2:10:00 these are dimensions of distinction those are the space that all this is in is the space of distinctions do you think I'm going to say something because I think Lou took Clifford Algebras and more or less got a special relativity out of it in a paper. Well, that's true. That's the... So it certainly looks as if Mike's formulation will end up by being obeying the rates of variance of that sort of thing. Well, let me explain that. Perhaps. Yeah, I don't know. That's what I say. I start getting real humble about my physics. Youngs, I want to make sure that you are not thinking of trying to apply... No, no, this is the first... It's up here, so we're across. There's another thing. What is the constitution of a property that makes a level? And what it is is that, from your point of view, they're all there at the same time. That's it. Okay? So, essentially, all the mathematics of general relativity is going on here and with this neighbor over here and up, starting, say, from level four. Down below it has, it just kind of talks. So you say the EPR, for instance, gives us glimpses or shadows of the lower. That's one way to look at it. My preferred way of thinking about EPR, and this is something I thought of before I did this, and actually I got a paper in essays about it. It's called Synchronization, the Mechanism of Conservation Loss. Essentially, if you look at these synchronization signals, I was talking about mutual exclusion, you've got to wait for the printer and so on. You draw a synchronizer like this, and one guy comes in, he does a wait. You've got one secret bit in that that says whether you let somebody through or not. When you get done with the printer, you come around and you signal. now that's all it's really doing is if you think again of the of you know this playing with four points essentially what you're doing is you're deciding am i going to go this way around or that way around that's who goes first who got to go first okay and uh so all you're doing all this
2:12:30 synchronization signal is doing is adjusting the phase of user one user two system okay and phase Phase differences are not information-bearing, and therefore they can exceed the speed of line. So that's the way I have always thought of the EPR experiment, and if you think about the EPR experiment, you can't actually make the detections of whether of the two correlations. You have to see both ends. Otherwise you don't know which, you don't know where this photon is you got at the one end, You don't know if it came from each hyperspace or compared with another. You have to have both of the photons. Essentially, the logic of the EPR experiment rests on the fact that, say, spin is being conserved. So if this one's up, that one's going to be down. So that means you've got to see them from both ends. What is seeing from both ends? You have to actually see both photons.
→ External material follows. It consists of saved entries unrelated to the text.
//! Push-style markdown events.
//!
//! [`parse`] drives a [`MarkdownHandler`] with strictly nested enter/leave pairs for blocks
//! and spans plus text callbacks, the grammar the render dispatcher is written against.
//! `pulldown-cmark` does the tokenizing; this module only reshapes its pull events.
use pulldown_cmark::CodeBlockKind;
use pulldown_cmark::Event;
use pulldown_cmark::HeadingLevel;
use pulldown_cmark::Options;
use pulldown_cmark::Parser;
use pulldown_cmark::Tag;

#[derive(Clone, Copy, Debug, PartialEq, Eq)]
pub enum BlockKind {
    /// Wraps the whole event stream. Not a block of its own.
    Document,
    Paragraph,
    Heading {
        level: u8,
    },
    HorizontalRule,
    Code {
        fenced: bool,
    },
    BlockQuote,
    /// `start` is `Some` for ordered lists.
    List {
        start: Option<u64>,
        tight: bool,
    },
    Item,
    Html,
    Other,
}

#[derive(Clone, Copy, Debug, PartialEq, Eq)]
pub enum SpanKind {
    Strong,
    Emphasis,
    Code,
    Link,
    Image,
    Other,
}

#[derive(Clone, Copy, Debug, PartialEq, Eq)]
pub enum TextKind {
    Normal,
    /// Inline code or the body of a code block.
    Code,
    SoftBreak,
    HardBreak,
    Html,
}

/// Callbacks for one pass over a markdown document.
///
/// Every `enter_*` call is matched by a `leave_*` call with the same kind, and pairs never
/// interleave. The `text` slice is only valid for the duration of the call.
pub trait MarkdownHandler {
    fn enter_block(&mut self, kind: BlockKind);

    fn leave_block(&mut self, kind: BlockKind);

    fn enter_span(&mut self, kind: SpanKind);

    fn leave_span(&mut self, kind: SpanKind);

    fn text(&mut self, kind: TextKind, text: &str);
}

#[derive(Clone, Copy, Debug)]
enum Open {
    Block(BlockKind),
    Span(SpanKind),
}

/// Tokenize `source` as CommonMark and feed the events to `handler`.
pub fn parse<H: MarkdownHandler + ?Sized>(source: &str, handler: &mut H) {
    let events: Vec<Event<'_>> = Parser::new_ext(source, Options::empty()).collect();
    let mut loose = loose_lists(&events).into_iter();
    let mut open: Vec<Open> = Vec::new();
    let mut code_depth = 0usize;

    handler.enter_block(BlockKind::Document);
    for event in events {
        match event {
            Event::Start(tag) => {
                let opened = match tag {
                    Tag::Paragraph => Open::Block(BlockKind::Paragraph),
                    Tag::Heading { level, .. } => Open::Block(BlockKind::Heading {
                        level: heading_level(level),
                    }),
                    Tag::BlockQuote(_) => Open::Block(BlockKind::BlockQuote),
                    Tag::CodeBlock(kind) => Open::Block(BlockKind::Code {
                        fenced: matches!(kind, CodeBlockKind::Fenced(_)),
                    }),
                    Tag::HtmlBlock => Open::Block(BlockKind::Html),
                    Tag::List(start) => Open::Block(BlockKind::List {
                        start,
                        tight: !loose.next().unwrap_or(false),
                    }),
                    Tag::Item => Open::Block(BlockKind::Item),
                    Tag::Emphasis => Open::Span(SpanKind::Emphasis),
                    Tag::Strong => Open::Span(SpanKind::Strong),
                    Tag::Link { .. } => Open::Span(SpanKind::Link),
                    Tag::Image { .. } => Open::Span(SpanKind::Image),
                    Tag::Strikethrough => Open::Span(SpanKind::Other),
                    _ => Open::Block(BlockKind::Other),
                };
                match opened {
                    Open::Block(kind) => {
                        if matches!(kind, BlockKind::Code { .. }) {
                            code_depth += 1;
                        }
                        handler.enter_block(kind);
                    }
                    Open::Span(kind) => handler.enter_span(kind),
                }
                open.push(opened);
            }
            Event::End(_) => match open.pop() {
                Some(Open::Block(kind)) => {
                    if matches!(kind, BlockKind::Code { .. }) {
                        code_depth = code_depth.saturating_sub(1);
                    }
                    handler.leave_block(kind);
                }
                Some(Open::Span(kind)) => handler.leave_span(kind),
                None => {}
            },
            Event::Text(text) => {
                let kind = if code_depth > 0 {
                    TextKind::Code
                } else {
                    TextKind::Normal
                };
                handler.text(kind, &text);
            }
            Event::Code(code) => {
                handler.enter_span(SpanKind::Code);
                handler.text(TextKind::Code, &code);
                handler.leave_span(SpanKind::Code);
            }
            Event::SoftBreak => handler.text(TextKind::SoftBreak, "\n"),
            Event::HardBreak => handler.text(TextKind::HardBreak, "\n"),
            Event::Rule => {
                handler.enter_block(BlockKind::HorizontalRule);
                handler.leave_block(BlockKind::HorizontalRule);
            }
            Event::Html(html) | Event::InlineHtml(html) => handler.text(TextKind::Html, &html),
            Event::InlineMath(text)
            | Event::DisplayMath(text)
            | Event::FootnoteReference(text) => handler.text(TextKind::Normal, &text),
            Event::TaskListMarker(checked) => {
                handler.text(TextKind::Normal, if checked { "[x] " } else { "[ ] " });
            }
        }
    }

    while let Some(opened) = open.pop() {
        match opened {
            Open::Block(kind) => handler.leave_block(kind),
            Open::Span(kind) => handler.leave_span(kind),
        }
    }
    handler.leave_block(BlockKind::Document);
}

/// Looseness of every list in `events`, in the order the lists open.
///
/// A list is loose when any of its items has a paragraph as a direct child; tight items
/// carry their text without a paragraph wrapper.
fn loose_lists(events: &[Event<'_>]) -> Vec<bool> {
    #[derive(Clone, Copy)]
    enum Frame {
        List(usize),
        Item(usize),
        Other,
    }

    let mut loose = Vec::new();
    let mut stack: Vec<Frame> = Vec::new();
    for event in events {
        match event {
            Event::Start(Tag::List(_)) => {
                stack.push(Frame::List(loose.len()));
                loose.push(false);
            }
            Event::Start(Tag::Item) => {
                let frame = match stack.last() {
                    Some(Frame::List(list)) => Frame::Item(*list),
                    _ => Frame::Other,
                };
                stack.push(frame);
            }
            Event::Start(Tag::Paragraph) => {
                if let Some(Frame::Item(list)) = stack.last() {
                    loose[*list] = true;
                }
                stack.push(Frame::Other);
            }
            Event::Start(_) => stack.push(Frame::Other),
            Event::End(_) => {
                stack.pop();
            }
            _ => {}
        }
    }
    loose
}

fn heading_level(level: HeadingLevel) -> u8 {
    match level {
        HeadingLevel::H1 => 1,
        HeadingLevel::H2 => 2,
        HeadingLevel::H3 => 3,
        HeadingLevel::H4 => 4,
        HeadingLevel::H5 => 5,
        HeadingLevel::H6 => 6,
    }
}

#[cfg(test)]
mod tests {
    use super::*;

    #[derive(Default)]
    struct Recorder {
        log: Vec<String>,
        depth: isize,
    }

    impl MarkdownHandler for Recorder {
        fn enter_block(&mut self, kind: BlockKind) {
            self.depth += 1;
            self.log.push(format!("+{kind:?}"));
        }

        fn leave_block(&mut self, kind: BlockKind) {
            self.depth -= 1;
            self.log.push(format!("-{kind:?}"));
        }

        fn enter_span(&mut self, kind: SpanKind) {
            self.depth += 1;
            self.log.push(format!("<{kind:?}"));
        }

        fn leave_span(&mut self, kind: SpanKind) {
            self.depth -= 1;
            self.log.push(format!(">{kind:?}"));
        }

        fn text(&mut self, kind: TextKind, text: &str) {
            self.log.push(format!("{kind:?}({text:?})"));
        }
    }

    fn record(source: &str) -> Vec<String> {
        let mut recorder = Recorder::default();
        parse(source, &mut recorder);
        assert_eq!(recorder.depth, 0, "unbalanced events for {source:?}");
        recorder.log
    }

    #[test]
    fn paragraph_with_spans() {
        assert_eq!(
            record("a **b** `c`"),
            [
                "+Document",
                "+Paragraph",
                "Normal(\"a \")",
                "<Strong",
                "Normal(\"b\")",
                ">Strong",
                "Normal(\" \")",
                "<Code",
                "Code(\"c\")",
                ">Code",
                "-Paragraph",
                "-Document",
            ]
        );
    }

    #[test]
    fn soft_break_is_a_newline_run() {
        let log = record("one\ntwo");
        assert!(log.contains(&"SoftBreak(\"\\n\")".to_string()));
        assert_eq!(log.iter().filter(|e| *e == "+Paragraph").count(), 1);
    }

    #[test]
    fn tight_list_has_no_paragraphs() {
        let log = record("- a\n- b");
        assert_eq!(log[1], "+List { start: None, tight: true }");
        assert!(!log.iter().any(|e| e == "+Paragraph"));
        assert_eq!(log.iter().filter(|e| *e == "+Item").count(), 2);
    }

    #[test]
    fn loose_list_is_reported_loose() {
        let log = record("1. a\n\n2. b");
        assert_eq!(log[1], "+List { start: Some(1), tight: false }");
        assert_eq!(log.iter().filter(|e| *e == "+Paragraph").count(), 2);
    }

    #[test]
    fn nested_list_tightness_is_per_list() {
        let log = record("- a\n\n- b\n  - c\n  - d");
        let lists: Vec<&String> = log.iter().filter(|e| e.starts_with("+List")).collect();
        assert_eq!(
            lists,
            [
                "+List { start: None, tight: false }",
                "+List { start: None, tight: true }",
            ]
        );
    }

    #[test]
    fn code_block_text_is_code() {
        let log = record("```rust\nlet x = 1;\n```");
        assert_eq!(
            log,
            [
                "+Document",
                "+Code { fenced: true }",
                "Code(\"let x = 1;\\n\")",
                "-Code { fenced: true }",
                "-Document",
            ]
        );
        assert!(record("    indented").contains(&"+Code { fenced: false }".to_string()));
    }

    #[test]
    fn rule_and_heading() {
        let log = record("## Title\n\n---");
        assert!(log.contains(&"+Heading { level: 2 }".to_string()));
        assert!(log.contains(&"+HorizontalRule".to_string()));
        assert!(log.contains(&"-HorizontalRule".to_string()));
    }

    #[test]
    fn links_and_images_are_inert_spans() {
        let log = record("[text](http://x) ![alt](img.png)");
        assert!(log.contains(&"<Link".to_string()));
        assert!(log.contains(&"Normal(\"text\")".to_string()));
        assert!(log.contains(&"<Image".to_string()));
        assert!(log.contains(&"Normal(\"alt\")".to_string()));
    }

    #[test]
    fn tables_stay_literal_text() {
        let log = record("| a | b |\n|---|---|\n| 1 | 2 |");
        assert!(log.contains(&"+Paragraph".to_string()));
        assert!(!log.iter().any(|e| e.contains("Other")));
    }

    #[test]
    fn html_block_passes_through_as_text() {
        let log = record("<div>\nhi\n</div>");
        assert_eq!(log[1], "+Html");
        assert!(log.iter().any(|e| e.starts_with("Html(")));
    }
}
We talk about doing EPR electrons or whatever it is you're sending off. the logic and the reasoning of the EPR experiment rests on the fact that there's a conservation law binding the two together observing, measuring, whatever you want to call it I'm just saying that you have to have you have to actually the logic of the EPR thing is based on the fact that you have a conservation law, so if something happens over here it's bound to be the opposite over there in order to preserve the conservation now if you look at this photon You grab it, you get a hold of it, and you measure some other photon, not its mate. Then you might see them both up and say, hey, what happened here? So that means that if you're really going to see the effect on an individual basis, you have to actually have both of them. And all you'll see is randomly that one's up and the other one's down. And the reason... They're correlated. Right, they correlated, but they're correlated in this particular way binding them, and the conservation law really is the fact that from an old-fashioned operating system resource invariant point of view, there's always one printer in the system, and the question is, who's got it, and so the synchronization signals are determining who has the up, because the other guy's got to have the down, and so when you reach into the system and you measure one, it's a random question, who had the stick, who had the synchronization token, you find
2:15:00 and not the other. So there's no mystery. I think we should stop now. I think we should stop now. Yeah. Thank you. The sort of general methodology that we were using. And I'll say something. What do all the letters mean in this conference? Oh, this is the conference for computing anticipatory systems, which is the field in fact that Daniel Dubois works in. And you'll just get a brief glimpse of that as I hear. Out of interest, what does chaos stand for? Well, no, it does stand for something, but it's meant to be what it, it's just an acronym for itself in a certain sense. Well, I want to try and do the thing that, I know Ted, which can't be done, and that is to say, I'm going to assume the undue effective mathematics of mathematics in physics, and I'm going to assume that quantum mechanics can be made and consistently explained. And so I begin by saying that the formalism of quantum mechanics is ambiguous. State vectors are arbitrary up to a constant phase factor. Yet, as Berry showed, gauge invariant relative phases of the state vector constitutes a new class of quantum observables called the geometric or Berry phase. This must therefore be the starting point to any valid interpretation of quantum mechanics. For otherwise, the ambiguity with regard to phase means that any interpretation consistent with the formalism is a valid one in some domain. So you can act yourself blue in the face about which interpretation is correct, but in some ways each of you, the view that you hold about it is valid in some domain of the physical
2:17:30 world. Aspects. In some aspect, yes. So how do we resolve this? We say, well, so I say there's a large body of often heated argument of the last century today as to which interpretation is to be preferred. And there's really no way of telling that from the formalism. From the formalism alone. So what we need is a boundary condition. Because boundary conditions are always essential to correct solutions. So if we really want to, the question is what is the boundary condition? And it turns out that the boundary condition I'm going to show you is remarkably simple and has absolutely fascinating implications and corresponds with the belief that I think is held by many people here that essentially start from that. Okay, I'll show you that later. Now, since I think that the very phase is fundamental, we start off with considerations of quantum chaos, which must arise from boundary conditions, geometric phase and quantum holography, And then we identify self-referential in the main paper, quantum mechanical models, which explain this ambiguity. Now, it turns out that another set of models which fit into this framework with the ones that I think I've been working on, Schweppes have been working on, and DuPais have been working on, and I, in my opinion, the combinatorial hierarchy have been working on, for example, concern Kenneth Wilson's renormalisation group methodology for the universal determination of critical, of stable and unstable points, which are attractors, for which he received the 1982 Nobel Prize. These points define material phase transitions, such as those from liquid to solid, or from crystal to solid, or gelatinous, paramagnetic, ferromagnetic, i.e. they are material properties, which in general, and they are quantum mechanical rather than classical.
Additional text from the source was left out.